Financial technology is everywhere in China. As the country’s economy continues to grow and its middle-class has more money to spend, the Chinese are turning to technology like automated wealth advice to meet their needs.
It’s a move that could completely disrupt China’s state-controlled banks when it comes to services such as wealth management and it provides an opportunity for European fintech companies to tap into China’s growing private wealth.
“Chinese investors distrust traditional financial advisors, seeing them as ‘salespeople’ rather than real advisors working in the best interest of their client,” Denis Suslov, an analyst at research firm Kapronasia in Shanghai, said. “Impartial robo-advisors might be the right solution for the problem.”

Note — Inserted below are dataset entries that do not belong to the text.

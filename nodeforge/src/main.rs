//! Prompt-to-pull-request generator.
//!
//! Turns a natural-language request into node and workflow files for a
//! low-code automation repository, validates them against the repository's
//! layout and backward-compatibility rules, and opens a pull request.

use std::fs;
use std::path::{Path, PathBuf};

use anyhow::{Context, Result, anyhow, bail};
use clap::{Args, Parser, Subcommand};
use serde::Serialize;
use serde_json::json;
use tracing::debug;

use nodeforge::core::request::response_schema;
use nodeforge::exit_codes;
use nodeforge::io::config::{CONFIG_FILE, ForgeConfig, load_config, write_config};
use nodeforge::io::context::{RepoContext, fetch_prior_snapshot, fetch_repo_context};
use nodeforge::io::generator::{CommandGenerator, parse_response};
use nodeforge::io::github::{GitHubClient, GitHost, LocalRepo, RepoReader, RepoSlug};
use nodeforge::io::run_log::{RunLog, new_run_id};
use nodeforge::logging;
use nodeforge::pipeline::{
    PipelineDeps, PipelineError, PipelineRequest, SavedChangeSet, check_response, plan,
    request_for, revalidate, run_pipeline,
};
use nodeforge::publish::{PublishOptions, publish};

#[derive(Parser)]
#[command(
    name = "nodeforge",
    version,
    about = "Generate node and workflow changes from a prompt and open them as a pull request"
)]
struct Cli {
    /// Config file.
    #[arg(long, global = true, default_value = CONFIG_FILE)]
    config: PathBuf,

    #[command(subcommand)]
    command: Command,
}

#[derive(Subcommand)]
enum Command {
    /// Write a default config file.
    Init {
        /// Overwrite an existing config file.
        #[arg(short, long)]
        force: bool,
    },
    /// Check config and repository access, and summarize the repository.
    Check {
        #[command(flatten)]
        repo: RepoArgs,
    },
    /// Print the NEW/UPDATE decision for a request.
    Reconcile {
        request: String,
        #[command(flatten)]
        repo: RepoArgs,
    },
    /// Print the generation request for a request.
    Prompt {
        request: String,
        #[command(flatten)]
        repo: RepoArgs,
    },
    /// Validate a saved generator response and print the change set.
    Validate {
        request: String,
        /// Generator response (JSON, optionally fenced).
        #[arg(long)]
        response: PathBuf,
        #[command(flatten)]
        repo: RepoArgs,
    },
    /// Generate, validate and publish.
    Run {
        request: String,
        /// Stop after validation; nothing is written to the repository.
        #[arg(long)]
        dry_run: bool,
        #[command(flatten)]
        repo: RepoArgs,
    },
    /// Publish a saved change set.
    Publish {
        /// `changeset.json` from a previous run.
        #[arg(long)]
        change_set: PathBuf,
        #[command(flatten)]
        repo: RepoArgs,
    },
}

/// Where the target repository is and any caller context overriding it.
#[derive(Args, Debug, Clone, Default)]
struct RepoArgs {
    /// Target repository (`owner/name` or URL).
    #[arg(long)]
    repo: Option<String>,
    /// Token for the target repository; defaults to the configured env var.
    #[arg(long)]
    token: Option<String>,
    /// Read repository context from a local checkout instead of the API.
    #[arg(long)]
    repo_dir: Option<PathBuf>,
    /// `package.json` to use instead of the repository's.
    #[arg(long)]
    manifest: Option<PathBuf>,
    /// Id-to-label mapping (JSON object or `id: label` lines).
    #[arg(long)]
    id_mapping: Option<PathBuf>,
    /// Additional existing identifiers (`name`, `name@1.0.2`, `workflow:name`).
    #[arg(long, value_delimiter = ',')]
    existing: Vec<String>,
    /// Name for the artifact, overriding the one derived from the request.
    #[arg(long)]
    name: Option<String>,
}

fn main() {
    logging::init();
    let cli = Cli::parse();
    let code = match run(cli) {
        Ok(code) => code,
        Err(err) => {
            eprintln!("{err:#}");
            exit_codes::INVALID
        }
    };
    std::process::exit(code);
}

fn run(cli: Cli) -> Result<i32> {
    let load = || load_config(&cli.config);
    match cli.command {
        Command::Init { force } => cmd_init(&cli.config, force),
        Command::Check { repo } => cmd_check(&load()?, &repo),
        Command::Reconcile { request, repo } => cmd_reconcile(&load()?, &repo, &request),
        Command::Prompt { request, repo } => cmd_prompt(&load()?, &repo, &request),
        Command::Validate {
            request,
            response,
            repo,
        } => cmd_validate(&load()?, &repo, &request, &response),
        Command::Run {
            request,
            dry_run,
            repo,
        } => cmd_run(&load()?, &repo, &request, dry_run),
        Command::Publish { change_set, repo } => cmd_publish(&load()?, &repo, &change_set),
    }
}

fn cmd_init(path: &Path, force: bool) -> Result<i32> {
    if path.exists() && !force {
        bail!("{} already exists (use --force to overwrite)", path.display());
    }
    write_config(path, &ForgeConfig::default())?;
    println!("wrote {}", path.display());
    Ok(exit_codes::OK)
}

fn cmd_check(config: &ForgeConfig, args: &RepoArgs) -> Result<i32> {
    let target = Target::open(config, args)?;
    target
        .reader()
        .check_access()
        .map_err(|err| anyhow!("repository is not readable: {err}"))?;
    let context = load_context(args, target.reader())?;
    println!("existing artifacts: {}", context.existing.len());
    println!(
        "package.json: {}",
        if context.manifest.is_some() { "found" } else { "missing" }
    );
    println!(
        "labels: {}",
        context.id_mapping.as_deref().map_or(0, |raw| raw.lines().count())
    );
    Ok(exit_codes::OK)
}

fn cmd_reconcile(config: &ForgeConfig, args: &RepoArgs, request: &str) -> Result<i32> {
    let target = Target::open(config, args)?;
    let context = load_context(args, target.reader())?;
    let plan = match plan(&context, request, args.name.as_deref(), &config.policy) {
        Ok(plan) => plan,
        Err(err) => return Ok(report_failure(&PipelineError::Reconcile(err))),
    };
    print_json(&json!({
        "policy": plan.reconciliation.policy,
        "artifacts": plan.artifacts(),
    }))?;
    Ok(exit_codes::OK)
}

fn cmd_prompt(config: &ForgeConfig, args: &RepoArgs, request: &str) -> Result<i32> {
    let target = Target::open(config, args)?;
    let context = load_context(args, target.reader())?;
    let plan = match plan(&context, request, args.name.as_deref(), &config.policy) {
        Ok(plan) => plan,
        Err(err) => return Ok(report_failure(&PipelineError::Reconcile(err))),
    };
    let generation = request_for(&plan, request, context.manifest.as_deref())?;
    println!("{}", generation.render());
    Ok(exit_codes::OK)
}

fn cmd_validate(
    config: &ForgeConfig,
    args: &RepoArgs,
    request: &str,
    response_path: &Path,
) -> Result<i32> {
    let target = Target::open(config, args)?;
    let context = load_context(args, target.reader())?;
    let plan = match plan(&context, request, args.name.as_deref(), &config.policy) {
        Ok(plan) => plan,
        Err(err) => return Ok(report_failure(&PipelineError::Reconcile(err))),
    };
    let raw = read_text(response_path)?;
    let response = match parse_response(&raw, &response_schema()) {
        Ok(response) => response,
        Err(err) => return Ok(report_failure(&PipelineError::Generation(err))),
    };
    let prior = fetch_prior_snapshot(target.reader(), plan.artifacts())
        .map_err(|err| anyhow!("read current artifact files: {err}"))?;
    match check_response(
        &plan,
        &response,
        context.manifest.as_deref(),
        &prior,
        &config.publish.title_prefix,
    ) {
        Ok(change_set) => {
            print_json(&change_set)?;
            Ok(exit_codes::OK)
        }
        Err(err) => {
            eprint!("{}", err.report());
            Ok(exit_codes::VALIDATION)
        }
    }
}

fn cmd_run(config: &ForgeConfig, args: &RepoArgs, request: &str, dry_run: bool) -> Result<i32> {
    let target = Target::open(config, args)?;
    let host = if dry_run {
        None
    } else {
        Some(target.host()?)
    };
    let context = load_context(args, target.reader())?;

    let run_id = new_run_id();
    let log = RunLog::create(&config.runs_dir, &run_id)?;
    eprintln!("run {run_id}: {}", log.paths().dir.display());
    let workdir = std::env::current_dir().context("resolve working directory")?;
    let generator = CommandGenerator::new(
        config.generator.clone(),
        workdir,
        log.paths().dir.join("scratch"),
    )
    .with_run_log(log.clone());

    let outcome = run_pipeline(
        &PipelineRequest {
            request: request.to_string(),
            name_hint: args.name.clone(),
            context,
        },
        config,
        &PipelineDeps {
            generator: &generator,
            reader: target.reader(),
            host,
            run_log: Some(&log),
        },
    );
    match outcome {
        Ok(outcome) => {
            match &outcome.published {
                Some(report) => println!("{}", report.pull_request.url),
                None => {
                    for file in &outcome.change_set.files {
                        println!("{}", file.path);
                    }
                }
            }
            Ok(exit_codes::OK)
        }
        Err(err) => Ok(report_failure(&err)),
    }
}

fn cmd_publish(config: &ForgeConfig, args: &RepoArgs, path: &Path) -> Result<i32> {
    let raw = read_text(path)?;
    let saved: SavedChangeSet =
        serde_json::from_str(&raw).with_context(|| format!("parse {}", path.display()))?;
    if saved.files.is_empty() {
        bail!("{} contains no files", path.display());
    }
    let target = Target::open(config, args)?;
    let context = load_context(args, target.reader())?;
    let change_set = match revalidate(saved, &context, target.reader(), config) {
        Ok(change_set) => change_set,
        Err(err) => return Ok(report_failure(&err)),
    };
    let options = PublishOptions {
        branch_prefix: config.publish.branch_prefix.clone(),
        title_prefix: config.publish.title_prefix.clone(),
        fallback_branch: config.publish.fallback_branch.clone(),
    };
    match publish(target.host()?, &change_set, &options) {
        Ok(report) => {
            println!("{}", report.pull_request.url);
            Ok(exit_codes::OK)
        }
        Err(err) => Ok(report_failure(&PipelineError::Publish(err))),
    }
}

/// Repository the command reads from and, when a slug is given, writes to.
struct Target {
    reader: Box<dyn RepoReader>,
    client: Option<GitHubClient>,
}

impl Target {
    fn open(config: &ForgeConfig, args: &RepoArgs) -> Result<Self> {
        let client = match &args.repo {
            Some(repo) => {
                let slug = RepoSlug::parse(repo)?;
                let token = match &args.token {
                    Some(token) => token.clone(),
                    None => std::env::var(&config.github.token_env).with_context(|| {
                        format!("{} is not set and --token was not given", config.github.token_env)
                    })?,
                };
                debug!(repo = %slug, "using GitHub repository");
                Some(GitHubClient::new(
                    &config.github.api_base,
                    slug,
                    token,
                    config.github.timeout(),
                ))
            }
            None => None,
        };
        let reader: Box<dyn RepoReader> = match (&args.repo_dir, &client) {
            (Some(dir), _) => Box::new(LocalRepo::new(dir.clone())),
            (None, Some(client)) => Box::new(client.clone()),
            (None, None) => Box::new(LocalRepo::new(PathBuf::from("."))),
        };
        Ok(Self { reader, client })
    }

    fn reader(&self) -> &dyn RepoReader {
        self.reader.as_ref()
    }

    fn host(&self) -> Result<&dyn GitHost> {
        self.client
            .as_ref()
            .map(|client| client as &dyn GitHost)
            .ok_or_else(|| anyhow!("--repo is required to publish"))
    }
}

fn load_context(args: &RepoArgs, reader: &dyn RepoReader) -> Result<RepoContext> {
    let fetched =
        fetch_repo_context(reader).map_err(|err| anyhow!("read repository context: {err}"))?;
    let manifest = args.manifest.as_deref().map(read_text).transpose()?;
    let id_mapping = args.id_mapping.as_deref().map(read_text).transpose()?;
    Ok(fetched.with_overrides(manifest, id_mapping, args.existing.clone()))
}

fn read_text(path: &Path) -> Result<String> {
    fs::read_to_string(path).with_context(|| format!("read {}", path.display()))
}

fn print_json<T: Serialize>(value: &T) -> Result<()> {
    println!(
        "{}",
        serde_json::to_string_pretty(value).context("serialize json")?
    );
    Ok(())
}

fn report_failure(err: &PipelineError) -> i32 {
    match err {
        PipelineError::Validation(validation) => eprint!("{}", validation.report()),
        other => eprintln!("{other:#}"),
    }
    err.exit_code()
}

Robo advice is the use of automated technology to provide financial and investment services. Users can choose portfolios based on various factors, like their appetite for risk, and can manage investments from their smartphone. Many platforms use exchange-traded funds, or ETFs, to invest in various assets like bonds and stocks.
The automated financial service has been a viable alternative investment in the West for years with companies like Betterment and Acorns in the U.S. and Moneyfarm and Nutmeg in the UK. The sector is expected to grow substantially in the next few years. Consulting firm A.T. Kearney expects robo advisers to manage around $2 trillion in the U.S. alone by 2020.
In China the wealth management sector, which includes traditional investment by humans as well as robo-advice, is rapidly expanding. The outstanding value of wealth management products expanded by 56 per cent year-over-year to $3.5 trillion in 2015, according to a research report from consulting firms DBS and EY.
A growing middle class means more opportunities for fintech
The advance of online retail and digital sectors make China poised to become the next leader in robo advice. Tech giants Alibaba and Tencent are finding ways to include their products into the daily lives of the Chinese, according to the report by DBS and EY. The implementation of a Social Credit System, which will assign a credit score to every citizen and business based on their financial and social behaviour, will only increase the potential of fintech products.
“With their access to massive social and analytical data around customers’ credit worthiness and purchasing trends, these fintech firms have opportunities to build out advanced finance platforms to support elevated expectations from increasingly demanding investors,” the report said.
The last few decades of rapid growth in China has meant a growing middle class with more money to spend. There are nearly 200 million people in China’s middle class and that number is expected to reach 300 million in five years, Suslov said.
Low-cost investment apps are one way for tech companies to tap into the private wealth of China, which is expected to be $30 trillion by 2020, he said.
In 2016 around 20 digital wealth management firms entered the market, although they have yet to gain a lot of traction, Suslov said. His firm expects the industry to have around $600 billion assets under management by 2020, generating approximately $1.5 billion in fees for robo advisors.
Some of the biggest players in the sector include CreditEase, which launched a robo advice product called ToumiRA to provide low-cost access to foreign markets for Chinese investors. Its online consumer marketplace, Yirendi, is listed on the New York Stock Exchange.
Last year the firm partnered with U.S.-based DriveWealth to provide access to American equities. The partnership means the Chinese can diversify their portfolio with U.S. stocks.
Foreign investment is not easy in China
But while there is a lot of opportunity for fintech in China, if foreign firms want in, they’ll have to partner with already existing Chinese companies, Suslov said. The one party state tends to keep a tight control over outside influences.
A law passed in December 2016 limits outbound investment by the Chinese. The ruling from the State Administration of Foreign Exchange (SAFE) of China places restrictions on individual purchases of foreign currency.
But while foreign companies face difficulties tapping into the Chinese market, their expertise and technology makes them best-positioned to enter China by offering robot assisted global portfolio allocation, Suslov said.
According to the report from DBS and EY, the sector will need to partner with global fintech companies if it wants to reshape wealth management in China. Although it’s challenging for outside companies to enter the Chinese market, the consulting firms think the government’s commitment to fostering growth in mobile, internet, e-commerce and cloud computing, is a good sign.
The “Internet Plus” initiative launched in March 2015 maps out development targets and support measures for emerging industries like robo advice, including help for local companies to gain traction in international markets, financial funding, tax relief and investor support.
In order to reach its objects, China will “have to open up some of these sectors to tap foreign expertise and know-how.”
“The financial services market of China is too big, too valuable and has too much untapped potential for international players to ignore,” the report said said.
But not everyone is convinced emerging technologies are the best economic future for China. Although China wants to become a consumer driven economy, it does not have the means to do so, said Hong Bo, a professor of economics at SOAS in London.
Two-thirds of China’s economy is manufacturing, she said. If the mainland wants to become a consumer economy, it will need to pass the industrialization stage that countries in the West like the U.S. and Europe had in the early 1900s. China has not reached that stage yet, she said.
“The advantage of Chinese economy has been in the manufacturing sector...I do not think that China has already passed the industrialization stage,” Bo said.
China will need to focus on advancing its manufacturing, become industrialized and then it will naturally become a consumer-driven economy, she said.